[Dataset entries]

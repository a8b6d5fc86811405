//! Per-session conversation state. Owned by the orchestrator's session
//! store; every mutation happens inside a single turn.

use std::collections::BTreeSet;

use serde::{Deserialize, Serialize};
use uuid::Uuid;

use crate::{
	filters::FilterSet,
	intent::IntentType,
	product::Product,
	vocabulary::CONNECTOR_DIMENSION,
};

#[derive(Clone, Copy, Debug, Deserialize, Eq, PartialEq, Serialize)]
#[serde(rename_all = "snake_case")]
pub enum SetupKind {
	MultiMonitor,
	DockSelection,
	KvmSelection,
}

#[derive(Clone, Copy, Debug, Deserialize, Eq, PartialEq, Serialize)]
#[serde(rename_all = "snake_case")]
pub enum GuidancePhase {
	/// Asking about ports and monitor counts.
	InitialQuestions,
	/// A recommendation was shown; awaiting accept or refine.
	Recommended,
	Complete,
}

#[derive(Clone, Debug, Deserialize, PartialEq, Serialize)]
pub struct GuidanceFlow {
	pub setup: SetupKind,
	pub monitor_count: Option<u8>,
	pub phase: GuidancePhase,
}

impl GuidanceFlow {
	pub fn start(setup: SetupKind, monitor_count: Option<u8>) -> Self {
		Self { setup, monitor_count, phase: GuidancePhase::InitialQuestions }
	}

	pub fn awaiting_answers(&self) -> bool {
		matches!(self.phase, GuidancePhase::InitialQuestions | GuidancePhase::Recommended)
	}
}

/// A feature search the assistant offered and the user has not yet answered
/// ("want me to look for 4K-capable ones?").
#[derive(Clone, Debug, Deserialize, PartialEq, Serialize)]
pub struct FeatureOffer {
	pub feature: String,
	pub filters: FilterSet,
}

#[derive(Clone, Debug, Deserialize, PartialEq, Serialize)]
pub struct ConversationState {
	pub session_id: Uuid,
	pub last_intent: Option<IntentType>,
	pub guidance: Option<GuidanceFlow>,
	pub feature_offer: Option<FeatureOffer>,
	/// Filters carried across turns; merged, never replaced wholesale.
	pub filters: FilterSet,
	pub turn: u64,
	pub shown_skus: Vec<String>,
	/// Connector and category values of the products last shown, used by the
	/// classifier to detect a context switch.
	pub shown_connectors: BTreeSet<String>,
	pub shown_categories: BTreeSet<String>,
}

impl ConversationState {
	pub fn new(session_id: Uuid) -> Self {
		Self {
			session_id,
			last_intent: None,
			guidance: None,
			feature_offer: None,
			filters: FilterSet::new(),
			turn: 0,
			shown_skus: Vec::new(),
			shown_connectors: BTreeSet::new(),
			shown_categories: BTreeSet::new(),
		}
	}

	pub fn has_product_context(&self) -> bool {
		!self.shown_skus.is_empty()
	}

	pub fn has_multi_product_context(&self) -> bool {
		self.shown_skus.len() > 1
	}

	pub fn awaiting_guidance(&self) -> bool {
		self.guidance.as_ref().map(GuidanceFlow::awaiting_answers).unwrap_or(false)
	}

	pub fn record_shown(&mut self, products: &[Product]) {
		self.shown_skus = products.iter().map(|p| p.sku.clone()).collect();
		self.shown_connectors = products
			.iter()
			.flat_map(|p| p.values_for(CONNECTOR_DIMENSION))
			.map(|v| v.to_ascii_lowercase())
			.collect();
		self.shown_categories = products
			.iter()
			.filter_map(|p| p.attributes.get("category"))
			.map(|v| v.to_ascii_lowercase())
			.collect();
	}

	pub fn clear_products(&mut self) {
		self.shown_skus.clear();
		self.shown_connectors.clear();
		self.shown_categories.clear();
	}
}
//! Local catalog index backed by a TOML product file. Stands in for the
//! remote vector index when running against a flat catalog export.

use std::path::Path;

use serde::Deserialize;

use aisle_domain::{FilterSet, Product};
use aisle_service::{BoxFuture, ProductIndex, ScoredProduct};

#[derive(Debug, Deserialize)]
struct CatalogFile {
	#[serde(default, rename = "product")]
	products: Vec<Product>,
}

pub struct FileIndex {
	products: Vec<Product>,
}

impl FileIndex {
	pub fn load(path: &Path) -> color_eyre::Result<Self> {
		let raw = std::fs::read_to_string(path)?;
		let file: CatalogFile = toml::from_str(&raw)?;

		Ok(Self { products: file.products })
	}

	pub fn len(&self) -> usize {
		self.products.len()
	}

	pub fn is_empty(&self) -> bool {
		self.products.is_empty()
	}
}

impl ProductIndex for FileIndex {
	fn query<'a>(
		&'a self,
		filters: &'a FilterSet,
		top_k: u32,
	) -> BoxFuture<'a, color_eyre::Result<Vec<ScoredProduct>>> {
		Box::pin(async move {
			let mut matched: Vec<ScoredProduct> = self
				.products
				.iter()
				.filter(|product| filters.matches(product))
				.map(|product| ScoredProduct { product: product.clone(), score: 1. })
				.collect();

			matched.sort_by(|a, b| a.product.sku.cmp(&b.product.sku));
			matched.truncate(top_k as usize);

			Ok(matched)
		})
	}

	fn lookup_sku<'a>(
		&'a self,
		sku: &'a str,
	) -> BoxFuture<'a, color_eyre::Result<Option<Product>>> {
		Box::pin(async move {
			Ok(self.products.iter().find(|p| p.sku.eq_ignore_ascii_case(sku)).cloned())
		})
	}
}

* * *

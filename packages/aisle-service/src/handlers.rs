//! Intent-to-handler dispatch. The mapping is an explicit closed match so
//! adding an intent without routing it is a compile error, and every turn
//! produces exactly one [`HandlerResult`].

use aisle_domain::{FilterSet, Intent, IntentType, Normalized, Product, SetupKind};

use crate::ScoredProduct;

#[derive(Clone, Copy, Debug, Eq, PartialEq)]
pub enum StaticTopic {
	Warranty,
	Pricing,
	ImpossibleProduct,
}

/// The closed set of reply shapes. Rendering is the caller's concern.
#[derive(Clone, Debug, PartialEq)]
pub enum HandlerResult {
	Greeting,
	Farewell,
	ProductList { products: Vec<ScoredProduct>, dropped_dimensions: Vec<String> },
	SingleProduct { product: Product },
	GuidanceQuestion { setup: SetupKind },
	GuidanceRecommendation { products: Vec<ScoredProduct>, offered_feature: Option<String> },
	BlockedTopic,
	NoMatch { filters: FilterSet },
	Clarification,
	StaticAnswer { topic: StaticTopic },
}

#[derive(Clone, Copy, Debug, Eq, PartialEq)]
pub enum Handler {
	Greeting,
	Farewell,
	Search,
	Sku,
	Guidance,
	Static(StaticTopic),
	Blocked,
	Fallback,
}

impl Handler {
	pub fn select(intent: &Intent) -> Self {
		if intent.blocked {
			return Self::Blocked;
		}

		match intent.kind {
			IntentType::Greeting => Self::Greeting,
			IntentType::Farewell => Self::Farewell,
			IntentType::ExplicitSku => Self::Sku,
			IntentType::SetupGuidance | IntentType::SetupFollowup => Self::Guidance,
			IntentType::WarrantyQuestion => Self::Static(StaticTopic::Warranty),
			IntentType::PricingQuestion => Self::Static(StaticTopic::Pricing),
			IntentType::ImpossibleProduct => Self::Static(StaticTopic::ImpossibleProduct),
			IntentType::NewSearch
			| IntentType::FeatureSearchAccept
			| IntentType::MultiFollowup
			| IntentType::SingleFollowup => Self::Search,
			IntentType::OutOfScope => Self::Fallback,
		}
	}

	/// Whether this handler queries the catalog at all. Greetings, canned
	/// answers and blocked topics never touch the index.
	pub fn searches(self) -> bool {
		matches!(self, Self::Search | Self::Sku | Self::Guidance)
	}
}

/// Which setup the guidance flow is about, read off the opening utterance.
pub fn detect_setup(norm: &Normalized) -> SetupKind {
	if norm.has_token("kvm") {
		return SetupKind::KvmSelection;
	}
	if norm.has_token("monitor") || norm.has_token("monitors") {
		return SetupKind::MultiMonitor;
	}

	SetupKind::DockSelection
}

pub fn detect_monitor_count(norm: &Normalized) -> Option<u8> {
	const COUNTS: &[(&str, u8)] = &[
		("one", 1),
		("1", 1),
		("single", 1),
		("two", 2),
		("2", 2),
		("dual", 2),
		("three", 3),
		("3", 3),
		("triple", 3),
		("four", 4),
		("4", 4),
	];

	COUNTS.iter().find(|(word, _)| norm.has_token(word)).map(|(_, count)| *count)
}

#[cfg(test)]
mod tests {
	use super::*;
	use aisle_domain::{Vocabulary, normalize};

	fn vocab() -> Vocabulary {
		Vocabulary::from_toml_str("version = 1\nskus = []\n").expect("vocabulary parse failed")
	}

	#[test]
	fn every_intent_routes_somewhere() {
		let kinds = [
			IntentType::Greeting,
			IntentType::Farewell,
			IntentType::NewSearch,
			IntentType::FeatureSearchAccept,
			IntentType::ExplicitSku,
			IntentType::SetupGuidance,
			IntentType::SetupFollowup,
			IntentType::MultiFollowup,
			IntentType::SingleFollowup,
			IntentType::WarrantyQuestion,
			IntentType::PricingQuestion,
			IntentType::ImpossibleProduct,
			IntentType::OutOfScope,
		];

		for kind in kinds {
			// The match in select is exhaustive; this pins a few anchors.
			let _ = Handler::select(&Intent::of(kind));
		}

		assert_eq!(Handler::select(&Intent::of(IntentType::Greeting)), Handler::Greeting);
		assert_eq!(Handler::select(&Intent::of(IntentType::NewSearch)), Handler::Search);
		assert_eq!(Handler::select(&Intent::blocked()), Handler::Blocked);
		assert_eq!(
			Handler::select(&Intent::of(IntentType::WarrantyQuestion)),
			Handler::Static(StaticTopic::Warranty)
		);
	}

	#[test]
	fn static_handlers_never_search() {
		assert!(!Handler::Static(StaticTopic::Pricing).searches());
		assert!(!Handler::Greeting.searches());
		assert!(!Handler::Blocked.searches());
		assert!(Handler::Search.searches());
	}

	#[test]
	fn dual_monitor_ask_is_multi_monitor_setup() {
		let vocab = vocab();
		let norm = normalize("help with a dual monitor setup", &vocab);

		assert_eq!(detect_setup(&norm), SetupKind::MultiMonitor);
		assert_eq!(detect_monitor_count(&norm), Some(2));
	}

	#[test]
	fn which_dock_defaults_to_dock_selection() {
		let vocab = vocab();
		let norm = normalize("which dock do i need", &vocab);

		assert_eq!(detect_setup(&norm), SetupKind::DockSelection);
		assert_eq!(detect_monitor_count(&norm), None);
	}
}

■ Brief
Nothing but a number should be given: the number of lines in the records that contain the word "FileIndex".

■ Task solution
3